UNITED STATES DISTRICT COURT EASTERN DISTRICT OF TENNESSEE AT WINCHESTER
AMANDA STACY, ) Administrator of the Estate of ) QUENTIN STACY, individually, and ) next friend of R.A.S. and A.M.S., ) ) Case No. 4:25-cv-6 Plaintiff, ) ) Judge Travis R. McDonough v. ) ) Magistrate Judge Christopher H. Steger THE HARTFORD, and STEVEN BRIAN ) HENLEY, ) ) Defendants. )
MEMORANDUM OPINION
Before the Court is Hartford’s interpleader motion to deposit funds and for dismissal (Doc. 10) and Amanda Stacy’s (“Stacy”) motion for judgment on the pleadings (Doc. 14).
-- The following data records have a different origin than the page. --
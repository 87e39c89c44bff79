pub mod error;
pub mod utils;

pub use error::*;
pub use utils::changelog::{
    BuiltinSource, Changelog, ChangelogSource, FileSource, PageConfig, ReleaseEntry, SectionKind,
    SourceFormat, StrSource, builtin_changelog, ensure_valid, has_version_entry, is_present,
    parse_changelog, parse_release_date, validate_changelog, version_has_content,
};
pub use utils::config::{CONFIG_FILE_NAME, ShipnotesConfig, SourceConfig};
pub use utils::render::{
    Badge, Card, ChangelogRenderer, Document, Footer, Header, HtmlOptions, OutputFormat, Section,
    to_html, to_markdown, to_text, write_document, write_file, write_to,
};
pub use utils::severity::{Issue, IssueSeverity, IssueType};
pub use utils::severity_config::SeverityConfig;
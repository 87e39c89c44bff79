// changelog validator

use super::types::{Changelog, ReleaseEntry, SectionKind};
use crate::error::{Error, Result};
use crate::utils::severity::{Issue, IssueType};
use crate::utils::severity_config::SeverityConfig;
use chrono::NaiveDate;
use semver::Version;
use std::collections::HashSet;

/// date layout used by release entries, e.g. "January 15, 2025"
pub const DATE_FORMAT: &str = "%B %d, %Y";

/// parse a release date; `None` when it does not follow `DATE_FORMAT`
pub fn parse_release_date(date: &str) -> Option<NaiveDate> {
    NaiveDate::parse_from_str(date.trim(), DATE_FORMAT).ok()
}

/// validate a changelog's data shape
///
/// rendering never calls this; it backs the `check` command and strict rendering
pub fn validate_changelog(changelog: &Changelog, config: &SeverityConfig) -> Vec<Issue> {
    let mut issues = Vec::new();
    let mut seen: HashSet<&str> = HashSet::new();
    let mut previous_version: Option<Version> = None;
    let mut previous_date: Option<NaiveDate> = None;

    let mut report = |issue_type: IssueType, index: usize, message: String| {
        issues.push(Issue::new(
            config.get_severity(issue_type),
            issue_type,
            index,
            message,
        ));
    };

    for (index, entry) in changelog.iter().enumerate() {
        let version = entry.version().trim();

        if version.is_empty() {
            report(IssueType::EmptyVersion, index, "version is empty".to_string());
        } else if !seen.insert(version) {
            report(
                IssueType::DuplicateVersion,
                index,
                format!("version {} is already listed", version),
            );
        } else {
            match Version::parse(version.trim_start_matches('v')) {
                Ok(parsed) => {
                    if let Some(previous) = &previous_version
                        && parsed >= *previous
                    {
                        report(
                            IssueType::OutOfOrder,
                            index,
                            format!("version {} is not lower than {}", parsed, previous),
                        );
                    }
                    previous_version = Some(parsed);
                }
                Err(e) => report(
                    IssueType::InvalidVersion,
                    index,
                    format!("version '{}' is not a semantic version ({})", version, e),
                ),
            }
        }

        match parse_release_date(entry.date()) {
            Some(date) => {
                if let Some(previous) = previous_date
                    && date > previous
                {
                    report(
                        IssueType::DateOutOfOrder,
                        index,
                        format!("date {} is later than the previous release ({})", date, previous),
                    );
                }
                previous_date = Some(date);
            }
            None => report(
                IssueType::UnparsableDate,
                index,
                format!("date '{}' does not look like 'Month D, YYYY'", entry.date()),
            ),
        }

        if !entry.has_content() {
            report(
                IssueType::EmptyRelease,
                index,
                format!("release {} has no features, improvements or bug fixes", label(entry)),
            );
        }

        for kind in SectionKind::ALL {
            let blanks = entry
                .raw_section(kind)
                .unwrap_or_default()
                .iter()
                .filter(|item| item.trim().is_empty())
                .count();
            if blanks > 0 {
                report(
                    IssueType::BlankItem,
                    index,
                    format!("release {} has {} blank {} item(s)", label(entry), blanks, kind),
                );
            }
        }
    }

    tracing::debug!(
        releases = changelog.len(),
        issues = issues.len(),
        "validated changelog"
    );
    issues
}

/// validate and fail when any error-level issue is found
///
/// on success the warnings (if any) are returned
pub fn ensure_valid(changelog: &Changelog, config: &SeverityConfig) -> Result<Vec<Issue>> {
    let issues = validate_changelog(changelog, config);
    let errors = issues.iter().filter(|i| i.is_error()).count();
    if errors > 0 {
        return Err(Error::ValidationFailed {
            errors,
            warnings: issues.len() - errors,
        });
    }
    Ok(issues)
}

fn label(entry: &ReleaseEntry) -> String {
    if entry.version().trim().is_empty() {
        "(unversioned)".to_string()
    } else {
        entry.version().to_string()
    }
}

/// check if a version is listed
pub fn has_version_entry(changelog: &Changelog, version: &str) -> bool {
    changelog.get(version).is_some()
}

/// check if a version is listed and has at least one visible section
pub fn version_has_content(changelog: &Changelog, version: &str) -> bool {
    changelog.get(version).is_some_and(|e| e.has_content())
}
//! HTTP handlers.

pub mod ai;
pub mod notes;
pub mod search;
pub mod views;
//! Server configuration read from the environment.

use std::net::SocketAddr;
use std::path::PathBuf;

use axum::http::HeaderValue;

use gnotes_core::{Error, Result};
use gnotes_inference::OpenAIConfig;
use gnotes_search::SearchConfig;

/// Origins allowed when `ALLOWED_ORIGINS` is unset or blank.
pub const DEFAULT_ALLOWED_ORIGINS: &str = "http://localhost:3000,http://localhost:5173";

pub const DEFAULT_HOST: &str = "0.0.0.0";
pub const DEFAULT_PORT: u16 = 3000;

/// Everything the server needs to start.
#[derive(Debug, Clone)]
pub struct AppConfig {
    /// Backend URL including access credentials.
    pub database_url: String,
    pub host: String,
    pub port: u16,
    pub openai: OpenAIConfig,
    pub search: SearchConfig,
    /// Where the last analytics snapshot is kept, if anywhere.
    pub analytics_cache_path: Option<PathBuf>,
    pub allowed_origins: Vec<HeaderValue>,
}

impl AppConfig {
    /// Read configuration from the environment.
    ///
    /// `DATABASE_URL` and `OPENAI_API_KEY` are required; the error names the
    /// first one missing.
    pub fn from_env() -> Result<Self> {
        let database_url = require_var("DATABASE_URL")?;
        let openai = OpenAIConfig::from_env()?;

        let port = match std::env::var("PORT") {
            Ok(raw) => raw
                .parse()
                .map_err(|_| Error::Config(format!("PORT is not a valid port: {}", raw)))?,
            Err(_) => DEFAULT_PORT,
        };

        Ok(Self {
            database_url,
            host: std::env::var("HOST").unwrap_or_else(|_| DEFAULT_HOST.to_string()),
            port,
            openai,
            search: SearchConfig::from_env(),
            analytics_cache_path: std::env::var("ANALYTICS_CACHE_PATH")
                .ok()
                .filter(|p| !p.trim().is_empty())
                .map(PathBuf::from),
            allowed_origins: parse_allowed_origins(
                &std::env::var("ALLOWED_ORIGINS").unwrap_or_default(),
            ),
        })
    }

    pub fn socket_addr(&self) -> Result<SocketAddr> {
        format!("{}:{}", self.host, self.port)
            .parse()
            .map_err(|e| Error::Config(format!("invalid listen address: {}", e)))
    }
}

/// Value of `name`, or a configuration error naming it when unset or blank.
pub fn require_var(name: &str) -> Result<String> {
    std::env::var(name)
        .ok()
        .filter(|v| !v.trim().is_empty())
        .ok_or_else(|| Error::Config(format!("{} is not set", name)))
}

/// Parse a comma-separated origin list. Blank input yields the defaults;
/// invalid entries are skipped with a warning.
pub fn parse_allowed_origins(raw: &str) -> Vec<HeaderValue> {
    let raw = if raw.trim().is_empty() {
        DEFAULT_ALLOWED_ORIGINS
    } else {
        raw
    };

    raw.split(',')
        .filter_map(|s| {
            let trimmed = s.trim();
            if trimmed.is_empty() {
                return None;
            }
            match trimmed.parse::<HeaderValue>() {
                Ok(v) => Some(v),
                Err(e) => {
                    tracing::warn!("Invalid CORS origin '{}': {}", trimmed, e);
                    None
                }
            }
        })
        .collect()
}
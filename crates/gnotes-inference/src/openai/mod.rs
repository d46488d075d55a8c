//! OpenAI-compatible backend.
//!
//! Works with any endpoint that speaks the OpenAI `/chat/completions` and
//! `/embeddings` wire format.
//!
//! # Example
//!
//! ```rust,no_run
//! use gnotes_inference::openai::OpenAIBackend;
//! use gnotes_core::{ChatMessage, CompletionBackend, GenerationParams};
//!
//! #[tokio::main]
//! async fn main() {
//!     let backend = OpenAIBackend::from_env().unwrap();
//!     let messages = vec![ChatMessage::user("Say hello")];
//!     let text = backend.complete(&messages, GenerationParams::default()).await.unwrap();
//!     println!("{}", text);
//! }
//! ```

mod backend;
mod error;
mod types;

pub use backend::{
    OpenAIBackend, OpenAIConfig, DEFAULT_CHAT_MODEL, DEFAULT_DIMENSION, DEFAULT_EMBED_MODEL,
    DEFAULT_OPENAI_URL, DEFAULT_TIMEOUT_SECS,
};
pub use error::{to_core_error, Endpoint, OpenAIErrorCode};
pub use types::*;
Since Hartford’s motion is unopposed and comports with 28 U.S.C. § 2361 and Federal Rule of Civil Procedure 67, its motion (Doc. 10) is GRANTED. For the following reasons, Stacy’s motion (Doc. 14) is GRANTED. I. BACKGROUND Quentin Stacy and Steven Henley (“Henley”) were designated beneficiaries of a life insurance policy (the “Policy”) issued to Savannah Johnson (“Johnson”). (Doc. 3, at 8–9.) In 2022, however, Henley shot and killed Quentin Stacy. (Doc. 1-1, at 2, 11). Johnson died on August 12, 2023, of natural causes (Doc. 1-1, at 8), and, in November 2023, the Circuit Court for Franklin County, Tennessee, entered a judgment against Henley and awarded Quentin Stacy’s estate $6,250,000.00. (Id. at 11–12.) Amanda Stacy brings this action to collect the insurance proceeds Henley may claim under Johnson’s Policy. (Doc. 1-1, at 5–6.) On December 31, 2024, Stacy commenced this suit in the Circuit Court for Franklin County, Tennessee. (Id. at 3–7.) Stacy served Henley that same day. (Doc. 12, at 4.) On January 22, 2025, Henley filed an answer in state court stating only, “I would like to claim my
family property at 1084 Norwood Creek Rd Winchester TN 37398 as [e]xempt.” (Doc. 13.) Henley’s answer did not deny any of Stacy’s allegations, including her allegations that she is entitled to the proceeds under Johnson’s Policy pursuant to Tennessee’s slayer statute. (See id.) On February 6, 2025, Hartford filed a notice of removal asserting federal question jurisdiction because Johnson’s Policy is governed by the Employee Retirement Security Act of 1974. (See Doc. 1.) That same day, Hartford filed its answer and asserted an interpleader crossclaim and counterclaim against Stacy and Henley. (Doc. 3.) On May 7, 2025, Hartford filed a motion to deposit the funds from Johnson’s Policy and for dismissal with prejudice. (Doc. 10.) Stacy filed a motion for judgment on the pleadings on May 12, 2025. (Doc. 14.)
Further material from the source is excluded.